Kekhawatiran beberapa pemain akan kehilangan peak-nya
Nah, setelah kabar bagus, lalu apa kabar buruk penundaan Olimpiade bagi bulu tangkis?
Sebenarnya bukan kabar buruk. Tapi lebih kepada kekhawatiran. Ya, pecinta bulu tangkis pastinya khawatir, beberapa pebulu tangkis andalan Indonesia yang tengah dalam peak performance bagus jelang Olimpiade, kini harus menunggu lebih lama.
Ambil contoh pasangan ganda campuran Praveen Jordan dan Melati Daeva Oktavianti. Sejak dipasangkan pada 2018 lalu, penampilan mereka kini terus membaik. Mereka meraih dua gelar di Denmark dan Prancis di tahun 2019 lalu. Plus medali emas SEA Games. Bahkan, mereka jadi juara di All England 2020.
Padahal, kita tahu, persaingan di sektor ganda campuran sangat sangat ketat.

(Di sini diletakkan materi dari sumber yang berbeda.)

//! Image encoding and export for formfit.
//!
//! This module provides functionality for:
//! - Encoding RGBA bitmaps to JPEG (with quality) or PNG
//! - Exporting a canvas at a requirement's exact pixel size
//! - Naming the downloaded file
//!
//! All operations are synchronous and single-threaded.

mod encoder;
mod export;

pub use encoder::{
    encode, encode_jpeg, encode_png, quality_to_jpeg, EncodeError, OutputFormat,
};
pub use export::{
    export_bitmap, export_file_name, ExportOptions, ExportedFile, DEFAULT_QUALITY,
};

Selain dua ganda campuran China yang menduduki rangking 1-2 dunia, Zheng Siwei/Huang Yaqiong dan Wang Yilu/Huang Dongping, masih ada ganda Thailand, Dechapol Puavaranukroh/Sapsiree Taerattanachai. Serta ganda Jepang Yua Watanabe/Arisa Higashino. Plus ganda Eropa seperti Marcus Ellis/Lauren Smith asal Inggris yang tampil apik di All England.
Andai Olimpiade digelar sesuai jadwal, Praveen dan Melati sangat mungkin bisa meneruskan performa bagus mereka seperti di All England. Bahkan, bukan tidak mungkin, mereka mengikuti pencapaian Tontowi Ahmad/Liliyana Natsir saat meraih medali emas Olimpiade Rio 2016 lalu. Â
Kini, setelah Olimpiade resmi mundur setahun, pelatih ganda campuran PBSI punya PR berat untuk menjaga konsistensi penampilan mereka. Kita tentu berharap, Praveen dan Melati tetap tampil stabil.
Selain ganda campuran, penundaan Olimpiade sejatinya juga merugikan bagi ganda putra Indonesia, termasuk pasangan senior, Hendra Setiawan dan Mohammad Ahsan yang juga sedang di peak performance.
Mereka kini ada ada di ranking dua dunia. Dengan Marcus/Kevin ada di ranking 1 dunia, itu sangat menguntungkan untuk pengundian di Olimpiade. Artinya, dua pasangan Indonesia (karena setiap negara maksimal hanya mengirimkan dua wakil di tiap sektor) tidak akan bertemu di babak awal.
Dengan usia Hendra dan Ahsan yang kini sudah 35 tahun dan 32 tahun, pelatih juga harus menerapkan program khusus yang tentu berbeda dengan pola latihan Marcus/Kevin atau Fajar/Rian.
"Khusus untuk Hendra/Ahsan yang sudah senior, semakin bertambah usia kan stamina semakin menurun, ini yang harus dijaga. Program khusus ada, tapi sekarang belum bisa dibicarakan karena masih terkendala libur karena wabah Corona," sambung Herry IP.
Pada akhirnya, untuk saat ini, masih terlalu dini untuk berandai-andai pencapaian pebulu tangkis Indonesia di Olimpiade nanti. Kita hanya bisa berharap, semua atlet dan pelatih dalam kondisi sehat, terus menjaga kondisi selama pandemi virus ini.Â
Dan, kelak ketika rangkaian turnamen BWF kembali diputar, kita berharap penampilan mereka tetap keren dan konsisten menuju Olimpiade tahun depan. Salam bulu tangkis.